Rule 40 of U.P. Industrial Disputes Rules so far as it is relevant reads as under:
Rule 40. Representation of parties.(1) 3 The parties may, in their discretion, be represented before a Board, Labour Court to Tribunal
(i)....
(ii) in the case of an employer, by
(a) an officer of a Union or association of employers of which the employer is a member, or,
(b) an officer of a federation of unions or associations of employers to which the Union or association referred to in Clause (a) above, is affiliated, or
(c) by an officer of the concern, if so authorized in writing by the employer.
Section 6I of the Industrial Disputes Act thus prohibits the representation before Conciliation Boards, Labour Court and Industrial Tribunal by legal practitioner unless consented to by the other party and permitted by the authority or court before which appearance is to be made. Not only because the parties are unequal but the dispute between employer and employees is not that of ordinary litigation and the law is directed for resolving it so as to maintain homogeneous relationship between the parties. Rule 40 of the Rules framed under the Act which is similar in language to the Central Act allows appearance by officer of the Employers Union or Federation of such unions and officer of employer concern if he is so authorized. In this case, there is no dispute that officer concerned is an officer of the Association or Federation. The Tribunal has taken the view that he is an officer of the employer concern. The question is whether a practicing lawyer who is legal adviser of the concern and gets retainer from it could be an officer within the meaning of Rule 40 or he is only a legal practitioner who comes within the prohibition of Section 6I being a legal practitioner for whom there is no specific consent nor any order of the Labour Court or Industrial Tribunal granting permission to him to appear on an application or otherwise. The word officer' has not been defined either under the Act or Rules framed thereunder. The word 'officer has been defined under the Indian Companies Act. Indian Fertilizer Corporation is a Company within the meaning of Companies Act. The definition of word 'officer' in Section 2(3) of the Companies Act reads as under:
Section 2(3). "Officer" includes any director, managing agent, secretaries and treasurers, manager or secretary (or any person in accordance with whose directions or instructions the Board of Directors or any one or more of the directors is/are accustomed to act) and also includes
(a) where the managing agent, the secretaries and treasurers or the secretary is or are a firm, any partner in the firm.
(b) where the managing agent, the secretaries and treasurer is or are a body corporate, any director or manager of the body corporate.
(c) where the secretary is a body corporate, any director, managing agent, secretaries and treasurer or the manager of the body corporate.
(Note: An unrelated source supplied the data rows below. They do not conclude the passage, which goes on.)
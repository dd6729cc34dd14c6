use std::{num::NonZero, path::PathBuf, time::Duration};

use {
    anyhow::Context,
    loctext::{
        BundleSource, CacheStrategy, Config, Locale, MessageBundle,
        ReloadableBundle, Zone,
    },
};

use crate::args::{self, Configurable, Usage};

/// The flags that say where a message bundle lives and how it behaves.
///
/// Every command that reads messages uses this.
#[derive(Clone, Debug)]
pub struct Bundle {
    dir: Option<PathBuf>,
    base: String,
    config: Config,
}

impl Bundle {
    pub const DIR: Usage = Usage::flag(
        "-d, --dir <path>",
        "The directory containing `.properties` message files.",
        r#"
The directory containing `.properties` message files.

Files are named `<base>.properties` for the root messages and
`<base>_<locale>.properties` for each locale, where the locale uses
underscores, e.g., `messages_fr_CA.properties`. Files for other base names are
ignored.

This flag is required.
"#,
    );

    pub const BASE: Usage = Usage::flag(
        "-b, --base <name>",
        "The base name of the message files (default: messages).",
        r#"
The base name of the message files (default: messages).

Only files whose names start with this base name are loaded from the directory
given by -d/--dir.
"#,
    );

    pub const DEFAULT_LOCALE: Usage = Usage::flag(
        "--default-locale <locale>",
        "The locale to fall back to when a message is missing (default: en).",
        r#"
The locale to fall back to when a message is missing (default: en).

When a message isn't found in the requested locale or any of its parents (for
example, `fr-CA` then `fr`), this locale and its parents are tried next. The
root file, `<base>.properties`, is always tried last.
"#,
    );

    pub const STRICT: Usage = Usage::flag(
        "--strict",
        "Fail when a message cannot be found in any fallback locale.",
        r#"
Fail when a message cannot be found in any fallback locale.

By default, a missing message is replaced by its key and a warning is logged.
With this flag, a missing message is an error instead.
"#,
    );

    pub const RELOAD_INTERVAL: Usage = Usage::flag(
        "--reload-interval <duration>",
        "Reload message files when they are older than this.",
        r#"
Reload message files when they are older than this.

The duration may be given in a friendly format, like `30s` or `5m`, or as an
ISO 8601 duration, like `PT30S`. When set, long running commands re-read the
message directory whenever the interval has elapsed. Renders already in
progress keep using the messages they started with. If a reload fails, a
warning is logged and the previous messages stay in use.

By default, messages are loaded once.
"#,
    );

    /// Returns the bundle configuration built from the flags.
    pub fn config(&self) -> &Config {
        &self.config
    }

    /// Record the formatter store strategy chosen by a command that runs
    /// several workers.
    pub fn set_cache_strategy(&mut self, strategy: CacheStrategy) {
        self.config = self.config.clone().cache_strategy(strategy);
    }

    /// Returns the directory given to `-d/--dir`, or an error if it wasn't
    /// given.
    pub fn source(&self) -> anyhow::Result<BundleSource> {
        let Some(ref dir) = self.dir else {
            anyhow::bail!("a message directory must be given with -d/--dir")
        };
        Ok(BundleSource::directory(dir))
    }

    /// Load the bundle once.
    pub fn load(&self) -> anyhow::Result<MessageBundle> {
        let source = self.source()?;
        let bundle = MessageBundle::load(&source, &self.base, &self.config)?;
        Ok(bundle)
    }

    /// Load the bundle such that it can be reloaded while in use.
    pub fn load_reloadable(&self) -> anyhow::Result<ReloadableBundle> {
        let source = self.source()?;
        let bundle =
            ReloadableBundle::new(source, &self.base, self.config.clone())?;
        Ok(bundle)
    }
}

impl Default for Bundle {
    fn default() -> Bundle {
        Bundle {
            dir: None,
            base: "messages".to_string(),
            config: Config::new(),
        }
    }
}

impl Configurable for Bundle {
    fn configure(
        &mut self,
        p: &mut lexopt::Parser,
        arg: &mut lexopt::Arg,
    ) -> anyhow::Result<bool> {
        match *arg {
            lexopt::Arg::Short('d') | lexopt::Arg::Long("dir") => {
                self.dir = Some(PathBuf::from(p.value().context("-d/--dir")?));
            }
            lexopt::Arg::Short('b') | lexopt::Arg::Long("base") => {
                self.base = args::parse(p, "-b/--base")?;
            }
            lexopt::Arg::Long("default-locale") => {
                let locale: Locale = args::parse(p, "--default-locale")?;
                self.config = self.config.clone().default_locale(locale);
            }
            lexopt::Arg::Long("strict") => {
                self.config = self.config.clone().strict_missing_message(true);
            }
            lexopt::Arg::Long("reload-interval") => {
                let interval: ReloadInterval =
                    args::parse(p, "--reload-interval")?;
                self.config =
                    self.config.clone().reload_interval(Some(interval.0));
            }
            _ => return Ok(false),
        }
        Ok(true)
    }

    fn usage(&self) -> &[Usage] {
        &[
            Bundle::DIR,
            Bundle::BASE,
            Bundle::DEFAULT_LOCALE,
            Bundle::STRICT,
            Bundle::RELOAD_INTERVAL,
        ]
    }
}

/// The flags that choose the locale and time zone to format in.
#[derive(Clone, Debug, Default)]
pub struct Target {
    locale: Option<Locale>,
    zone: Option<Zone>,
}

impl Target {
    pub const LOCALE: Usage = Usage::flag(
        "-l, --locale <locale>",
        "The locale to format in.",
        r#"
The locale to format in.

This accepts BCP 47 language tags like `en-US` or `fr-CA`. Underscores are
accepted too, so `pt_BR` works.

When absent, the `LOCTEXT_LOCALE` environment variable is used. If that isn't
set either, English is used.
"#,
    );

    pub const ZONE: Usage = Usage::flag(
        "-z, --zone <zone>",
        "The time zone to format datetimes in.",
        r#"
The time zone to format datetimes in.

This accepts IANA time zone identifiers like `America/New_York` or `UTC`.
Instants are converted into this time zone before formatting. Civil datetimes
(those without an offset) are interpreted as wall clock times in this zone.

When absent, the system time zone is used. This respects the `TZ` environment
variable.
"#,
    );

    pub fn locale(&self) -> Locale {
        self.locale.clone().unwrap_or_else(|| crate::LOCALE.clone())
    }

    pub fn zone(&self) -> Zone {
        self.zone.clone().unwrap_or_else(Zone::system)
    }
}

impl Configurable for Target {
    fn configure(
        &mut self,
        p: &mut lexopt::Parser,
        arg: &mut lexopt::Arg,
    ) -> anyhow::Result<bool> {
        match *arg {
            lexopt::Arg::Short('l') | lexopt::Arg::Long("locale") => {
                self.locale = Some(args::parse(p, "-l/--locale")?);
            }
            lexopt::Arg::Short('z') | lexopt::Arg::Long("zone") => {
                self.zone = Some(args::parse(p, "-z/--zone")?);
            }
            _ => return Ok(false),
        }
        Ok(true)
    }

    fn usage(&self) -> &[Usage] {
        &[Target::LOCALE, Target::ZONE]
    }
}

/// A duration given to `--reload-interval`.
#[derive(Clone, Copy, Debug)]
pub struct ReloadInterval(Duration);

impl std::str::FromStr for ReloadInterval {
    type Err = anyhow::Error;

    fn from_str(s: &str) -> anyhow::Result<ReloadInterval> {
        let duration: jiff::SignedDuration = s
            .parse()
            .with_context(|| format!("failed to parse `{s}` as a duration"))?;
        let duration = Duration::try_from(duration).with_context(|| {
            format!("reload interval `{s}` must not be negative")
        })?;
        Ok(ReloadInterval(duration))
    }
}

#[derive(Clone, Debug, Default)]
pub struct Threads {
    count: Option<NonZero<usize>>,
}

impl Threads {
    pub const USAGE: Usage = Usage::flag(
        "-j, --threads <number>",
        "Control the number of threads used by this command.",
        r#"
Control the number of threads used by this command.

When not set, this command will query your system to determine the number of
available cores to use. With `1`, everything runs on the main thread.
"#,
    );

    /// Return the number of threads this command should use.
    ///
    /// If no flag was given, then the number of cores is queried here. If that
    /// fails, then a warning is logged and `1` is returned.
    pub fn get(&self) -> NonZero<usize> {
        if let Some(threads) = self.count {
            return threads;
        }
        match std::thread::available_parallelism() {
            Ok(available) => available,
            Err(err) => {
                log::warn!(
                    "failed to query available parallelism, \
                     falling back to single threaded mode: {err}",
                );
                NonZero::<usize>::MIN
            }
        }
    }
}

impl std::str::FromStr for Threads {
    type Err = anyhow::Error;

    fn from_str(s: &str) -> anyhow::Result<Threads> {
        let count: usize = s
            .parse()
            .with_context(|| format!("failed to parse `{s}` as an integer"))?;
        let count = NonZero::new(count).ok_or_else(|| {
            anyhow::anyhow!("number of threads must be greater than 0")
        })?;
        Ok(Threads { count: Some(count) })
    }
}

#[cfg(test)]
mod tests {
    use super::*;

    #[test]
    fn reload_interval() {
        let d: ReloadInterval = "30s".parse().unwrap();
        assert_eq!(d.0, Duration::from_secs(30));
        let d: ReloadInterval = "PT1M".parse().unwrap();
        assert_eq!(d.0, Duration::from_secs(60));
        assert!("-5s".parse::<ReloadInterval>().is_err());
        assert!("soon".parse::<ReloadInterval>().is_err());
    }

    #[test]
    fn bundle_cache_strategy() {
        let mut bundle = Bundle::default();
        assert_eq!(bundle.config().get_cache_strategy(), CacheStrategy::Shared);
        bundle.set_cache_strategy(CacheStrategy::Confined);
        assert_eq!(
            bundle.config().get_cache_strategy(),
            CacheStrategy::Confined,
        );
    }

    #[test]
    fn threads() {
        let t: Threads = "3".parse().unwrap();
        assert_eq!(t.get().get(), 3);
        assert!("0".parse::<Threads>().is_err());
        assert!("x".parse::<Threads>().is_err());
    }
}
The said definition is not exhaustive, but it postulates relationship of employer and employee and in accordance with whose direction the Board of Directors or any one or more Directors are accustomed to act. A lawyer gets retainer obviously for appearing and giving advice and to watch its interest and not to appear against it. It does not confer any power upon him to issue directions and instructions to any director and he is to act upon it.
4. The relationship between lawyers and client is contractual. The position of a lawyer practicing profession of law and getting retainer from some client, in this case a Company, and appearing for it and tendering advice to it and not appearing against it does not in any manner establish the relationship of employee and employer. This relationship is terminable at the will of either party at any time and either party cannot claim a right to it or for it. By accepting monthly retainer a lawyer does not hold any office in the Company or Corporation and does not become its officer. There are certain rights and limitations of a lawyer also in view of the Bar Council Act. The unreported decision in Writ Petition No. 1014 of 1969 decided on 29th January, 1976 Workmen of M/s Prakash Talkies, Lucknow v. Presiding Officer Labour Court and Ors. 1977 (34) F.L.R. 105 in which case the person concerned was not legal practitioner has no applicability to the facts of this case. In the said case reliance was placed on the case of Sarabeshwar Bardoloi v. U.K. Gohain and Ors. (AIR) 1955 Assam 148 in which it was observed that the learned Judges have not laid down any exhaustive role as to when a lawyer can be deemed to be an officer of a concern. In Assam's case (Sarbeshwar Bardoloi's case (supra) legal practitioner, the representation by whom was questioned, was said to be legal adviser and an officer of the Association of Employers. The question that was covered was whether representation was covered by Section 36(2)(a) that is U.P. Rule 40(ii) which permits officer of association of employers to represent the employer before Labour Court or Tribunal etc. Thus Assam's case (supra) has no applicability to the instant case as there was or is no such averment and the representation involved in this case is different and not by an officer of association of employees. The cases relied upon by the Tribunal have no applicability to the instant case. The Industrial Tribunal was swayed by the fact that the lawyer concerned was getting remuneration every month. The lawyer concerned thus not being an officer of the employer concerned it committed an apparent error of law in holding the said legal practitioner to be an officer of the employer corporation.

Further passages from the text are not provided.